BLIP
BLIP copied to clipboard
Can I ask more than 1 question simultaneously through the blip_vqa model?
I know how to ask the same question for multiple images at the same time and it will return different results to different images; how do I swap? I mean: can I ask multiple questions about the same image and return multiple different answers simultaneously(run the model only once)? If so, how can I do it? I tried feeding multiple questions as a list into the blip_vqa model but it raise an error seems like dimension of tensors mismatch. Thank you for your excellent work and look forward to your reply.
Hey you can ask one by one. something like this
def get_answer(img_url, questions):
image = load_demo_image(img_url, image_size=400, device=device)
with torch.no_grad():
# beam search
answers = {}
for question in questions:
answer = model_vqa(image, question, train=False, inference='generate')
answers[question] = answer
# print('{} \t\t answer: {}'.format(question, answer))
df = pd.DataFrame(answers).T.reset_index()
df.columns = ['Questions', 'Answers']
#print(df)
return df
questions = [question1, questions2, questions3,...]
answers = get_answer(img_url, questions)
@laxmimerit Thanks for reply. I am using something like your code. But in this method, the model must encode the same image for several times(equal to the number of questions). Actually, I want to know if there is a method which the image only need to be encoding only one time.
It should be possible if the GIF is true.
You can encode the image once but repeat the image encoding multiple times along the batch dimension.
@LiJunnan1992 Nice advice, thanks for the reply.
If you only want to encode image once try this:
device = "cuda" if torch.cuda.is_available() else "cpu"
model = BlipForQuestionAnswering.from_pretrained("Salesforce/blip-vqa-base").to(device)
processor = AutoProcessor.from_pretrained("Salesforce/blip-vqa-base")
def ask(image, questions):
# preprocess image
image = processor.image_processor(image, return_tensors="pt").to(device)
# preprocess texts
questions = [processor.tokenizer(text=q, return_tensors="pt").to(device) for q in questions]
with torch.no_grad():
# compute image embedding
vision_outputs = model.vision_model(pixel_values=image["pixel_values"])

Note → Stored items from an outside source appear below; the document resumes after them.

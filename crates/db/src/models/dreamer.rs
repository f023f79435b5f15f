//! Dreamer (full account) model and DTOs.

use serde::Serialize;
use sqlx::FromRow;

use dreamshepherd_core::types::{DbId, Timestamp};

/// Full dreamer row from the `dreamers` table.
///
/// Contains the password hash and single-use token digests -- NEVER
/// serialize this to API responses directly. Use [`DreamerResponse`] for
/// external-facing output.
#[derive(Debug, Clone, FromRow)]
pub struct Dreamer {
    pub id: DbId,
    pub email: String,
    pub password_hash: String,
    pub is_email_verified: bool,
    pub email_verification_token_hash: Option<String>,
    pub email_verification_expires_at: Option<Timestamp>,
    pub password_reset_token_hash: Option<String>,
    pub password_reset_expires_at: Option<Timestamp>,
    pub failed_login_count: i32,
    pub locked_until: Option<Timestamp>,
    pub token_version: i32,
    pub first_name: Option<String>,
    pub last_name: Option<String>,
    pub display_name: Option<String>,
    pub onboarding_completed: bool,
    pub intro_completed_at: Option<Timestamp>,
    pub journey_started_at: Option<Timestamp>,
    pub theme: String,
    pub animation_speed: String,
    pub shepherd_personality: String,
    pub notifications_enabled: bool,
    pub upgraded_from_intro_id: Option<DbId>,
    pub upgraded_from_temp_token: Option<String>,
    pub upgraded_from_original_created_at: Option<Timestamp>,
    pub upgraded_at: Option<Timestamp>,
    pub dream_count: i32,
    pub goal_count: i32,
    pub last_login_at: Option<Timestamp>,
    pub last_active_at: Timestamp,
    pub created_at: Timestamp,
    pub updated_at: Timestamp,
}

/// DTO for inserting a new dreamer.
#[derive(Debug)]
pub struct CreateDreamer {
    pub email: String,
    pub password_hash: String,
    pub first_name: Option<String>,
    pub last_name: Option<String>,
    pub display_name: Option<String>,
    pub onboarding_completed: bool,
    pub intro_completed_at: Option<Timestamp>,
    pub theme: String,
    pub animation_speed: String,
    pub shepherd_personality: String,
    pub notifications_enabled: bool,
    pub upgraded_from_intro_id: Option<DbId>,
    pub upgraded_from_temp_token: Option<String>,
    pub upgraded_from_original_created_at: Option<Timestamp>,
    pub upgraded_at: Option<Timestamp>,
}

impl CreateDreamer {
    /// Minimal input for direct (no intro session) registration.
    pub fn direct(email: String, password_hash: String) -> Self {
        Self {
            email,
            password_hash,
            first_name: None,
            last_name: None,
            display_name: None,
            onboarding_completed: false,
            intro_completed_at: None,
            theme: "light".to_string(),
            animation_speed: "slow".to_string(),
            shepherd_personality: "gentle".to_string(),
            notifications_enabled: true,
            upgraded_from_intro_id: None,
            upgraded_from_temp_token: None,
            upgraded_from_original_created_at: None,
            upgraded_at: None,
        }
    }
}

/// Profile sub-object embedded in [`DreamerResponse`].
#[derive(Debug, Clone, Serialize)]
#[serde(rename_all = "camelCase")]
pub struct ProfileView {
    pub first_name: Option<String>,
    pub last_name: Option<String>,
    pub display_name: Option<String>,
    pub onboarding_completed: bool,
    pub intro_completed_at: Option<Timestamp>,
    pub journey_started_at: Option<Timestamp>,
    pub preferences: PreferencesView,
}

/// Preference block embedded in [`ProfileView`].
#[derive(Debug, Clone, Serialize)]
#[serde(rename_all = "camelCase")]
pub struct PreferencesView {
    pub theme: String,
    pub animation_speed: String,
    pub shepherd_personality: String,
    pub notifications: bool,
}

/// Provenance block for accounts that came from an intro session. Only
/// timestamps are exposed -- never the original bearer token.
#[derive(Debug, Clone, Serialize)]
#[serde(rename_all = "camelCase")]
pub struct ProvenanceView {
    pub original_created_at: Option<Timestamp>,
    pub upgraded_at: Option<Timestamp>,
}

/// Safe dreamer representation for API responses. Excludes the credential
/// and every single-use token digest.
#[derive(Debug, Clone, Serialize)]
#[serde(rename_all = "camelCase")]
pub struct DreamerResponse {
    pub id: DbId,
    pub email: String,
    pub is_email_verified: bool,
    pub profile: ProfileView,
    pub dream_count: i32,
    pub goal_count: i32,
    #[serde(skip_serializing_if = "Option::is_none")]
    pub upgraded_from: Option<ProvenanceView>,
    pub created_at: Timestamp,
    pub last_active_at: Timestamp,
}

impl From<Dreamer> for DreamerResponse {
    fn from(d: Dreamer) -> Self {
        let upgraded_from = d.upgraded_at.map(|upgraded_at| ProvenanceView {
            original_created_at: d.upgraded_from_original_created_at,
            upgraded_at: Some(upgraded_at),
        });
        DreamerResponse {
            id: d.id,
            email: d.email,
            is_email_verified: d.is_email_verified,
            profile: ProfileView {
                first_name: d.first_name,
                last_name: d.last_name,
                display_name: d.display_name,
                onboarding_completed: d.onboarding_completed,
                intro_completed_at: d.intro_completed_at,
                journey_started_at: d.journey_started_at,
                preferences: PreferencesView {
                    theme: d.theme,
                    animation_speed: d.animation_speed,
                    shepherd_personality: d.shepherd_personality,
                    notifications: d.notifications_enabled,
                },
            },
            dream_count: d.dream_count,
            goal_count: d.goal_count,
            upgraded_from,
            created_at: d.created_at,
            last_active_at: d.last_active_at,
        }
    }
}
//! IntroDreamer (anonymous session record) model and DTOs.

use serde::Serialize;
use sqlx::FromRow;

use dreamshepherd_core::types::{DbId, Timestamp};

/// An intro session row from the `intro_dreamers` table.
///
/// Keyed externally by the opaque `temp_token`; rows past `expires_at` are
/// logically nonexistent and are excluded by every repository lookup.
#[derive(Debug, Clone, FromRow)]
pub struct IntroDreamer {
    pub id: DbId,
    pub email: Option<String>,
    pub temp_token: String,
    pub dream_title: String,
    pub dream_vision: String,
    pub reminder_at: Option<Timestamp>,
    pub reminder_sent: bool,
    pub reminder_email_sent_at: Option<Timestamp>,
    pub intro_completed_at: Timestamp,
    pub last_active_at: Timestamp,
    pub upgrade_prompt_shown: bool,
    pub created_at: Timestamp,
    pub expires_at: Timestamp,
}

/// DTO for inserting a new intro session.
#[derive(Debug)]
pub struct CreateIntroDreamer {
    pub email: Option<String>,
    pub temp_token: String,
    pub dream_title: String,
    pub dream_vision: String,
    pub reminder_at: Option<Timestamp>,
    pub expires_at: Timestamp,
}

/// DTO for updating an intro session. Only non-`None` fields are applied;
/// supplying a new reminder resets the `reminder_sent` flag.
#[derive(Debug, Default)]
pub struct UpdateIntroDreamer {
    pub dream_title: Option<String>,
    pub dream_vision: Option<String>,
    pub reminder_at: Option<Timestamp>,
}

/// Safe intro session representation for API responses. The bearer token is
/// included -- it belongs to the client that holds the session.
#[derive(Debug, Clone, Serialize)]
#[serde(rename_all = "camelCase")]
pub struct IntroDreamerResponse {
    pub id: DbId,
    pub email: Option<String>,
    pub temp_token: String,
    pub dream_title: String,
    pub dream_vision: String,
    pub reminder_at: Option<Timestamp>,
    pub reminder_sent: bool,
    pub intro_completed_at: Timestamp,
    pub last_active_at: Timestamp,
    pub upgrade_prompt_shown: bool,
    pub expires_at: Timestamp,
}

impl From<IntroDreamer> for IntroDreamerResponse {
    fn from(i: IntroDreamer) -> Self {
        IntroDreamerResponse {
            id: i.id,
            email: i.email,
            temp_token: i.temp_token,
            dream_title: i.dream_title,
            dream_vision: i.dream_vision,
            reminder_at: i.reminder_at,
            reminder_sent: i.reminder_sent,
            intro_completed_at: i.intro_completed_at,
            last_active_at: i.last_active_at,
            upgrade_prompt_shown: i.upgrade_prompt_shown,
            expires_at: i.expires_at,
        }
    }
}
//! Opaque single-use tokens for password reset and email verification.
//!
//! The raw token (64 hex chars) is handed to its owner exactly once; only the
//! SHA-256 digest is persisted, so a database leak exposes nothing redeemable.

use rand::RngCore;
use sha2::{Digest, Sha256};

const TOKEN_BYTES: usize = 32;

/// Generate a fresh opaque token. Returns `(raw, digest)` where `raw` goes
/// to the owner and `digest` is what the database stores.
pub fn generate_opaque_token() -> (String, String) {
    let mut bytes = [0u8; TOKEN_BYTES];
    rand::rng().fill_bytes(&mut bytes);
    let raw = hex_encode(&bytes);
    let digest = hash_opaque_token(&raw);
    (raw, digest)
}

/// Digest a raw token for lookup against the stored column.
pub fn hash_opaque_token(raw: &str) -> String {
    hex_encode(&Sha256::digest(raw.as_bytes()))
}

/// Bearer token identifying an anonymous intro session. Stored as-is: the
/// token is itself random, so digesting it buys nothing.
pub fn generate_temp_token() -> String {
    let mut bytes = [0u8; TOKEN_BYTES];
    rand::rng().fill_bytes(&mut bytes);
    hex_encode(&bytes)
}

/// Short random nonce for JWT `jti` claims.
pub fn nonce() -> String {
    let mut bytes = [0u8; 8];
    rand::rng().fill_bytes(&mut bytes);
    hex_encode(&bytes)
}

fn hex_encode(bytes: &[u8]) -> String {
    use std::fmt::Write;
    bytes.iter().fold(String::with_capacity(bytes.len() * 2), |mut out, b| {
        let _ = write!(out, "{b:02x}");
        out
    })
}

#[cfg(test)]
mod tests {
    use super::*;

    #[test]
    fn token_shape() {
        let (raw, digest) = generate_opaque_token();
        assert_eq!(raw.len(), 64);
        assert_eq!(digest.len(), 64);
        assert!(raw.chars().all(|c| c.is_ascii_hexdigit()));
        assert_ne!(raw, digest);
    }

    #[test]
    fn digest_is_deterministic() {
        let (raw, digest) = generate_opaque_token();
        assert_eq!(hash_opaque_token(&raw), digest);
    }

    #[test]
    fn tokens_are_unique() {
        let (a, _) = generate_opaque_token();
        let (b, _) = generate_opaque_token();
        assert_ne!(a, b);
        assert_ne!(generate_temp_token(), generate_temp_token());
    }

    #[test]
    fn known_digest() {
        // sha256("abc")
        assert_eq!(
            hash_opaque_token("abc"),
            "ba7816bf8f01cfea414140de5dae2223b00361a396177a9cb410ff61f20015ad"
        );
    }
}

image_embeds = vision_outputs[0]
image_attention_mask = torch.ones(image_embeds.size()[:-1], dtype=torch.long).to(image_embeds.device)
answers = []
for question in questions:
# compute text encodings
question_outputs = model.text_encoder(
input_ids=question["input_ids"],
attention_mask=None,
encoder_hidden_states=image_embeds,
encoder_attention_mask=image_attention_mask,
return_dict=False,
)
question_embeds = question_outputs[0]
question_attention_mask = torch.ones(question_embeds.size()[:-1], dtype=torch.long).to(question_embeds.device)
bos_ids = torch.full(
(question_embeds.size(0), 1), fill_value=model.decoder_start_token_id, device=question_embeds.device
)
outputs = model.text_decoder.generate(
input_ids=bos_ids,
eos_token_id=model.config.text_config.sep_token_id,
pad_token_id=model.config.text_config.pad_token_id,
encoder_hidden_states=question_embeds,
encoder_attention_mask=question_attention_mask,
)
answer = processor.decode(outputs[0], skip_special_tokens=True)
answers.append(answer)
return answers
questions = [
"describe image",
"is there a motorcycle?",
"is there a person?",
"is there a group of people?",
"is someone touching motorcycle?",
"is road empty?",
]
ask(image, questions)
output
['motorcycle', 'yes', 'no', 'no', 'no', 'no']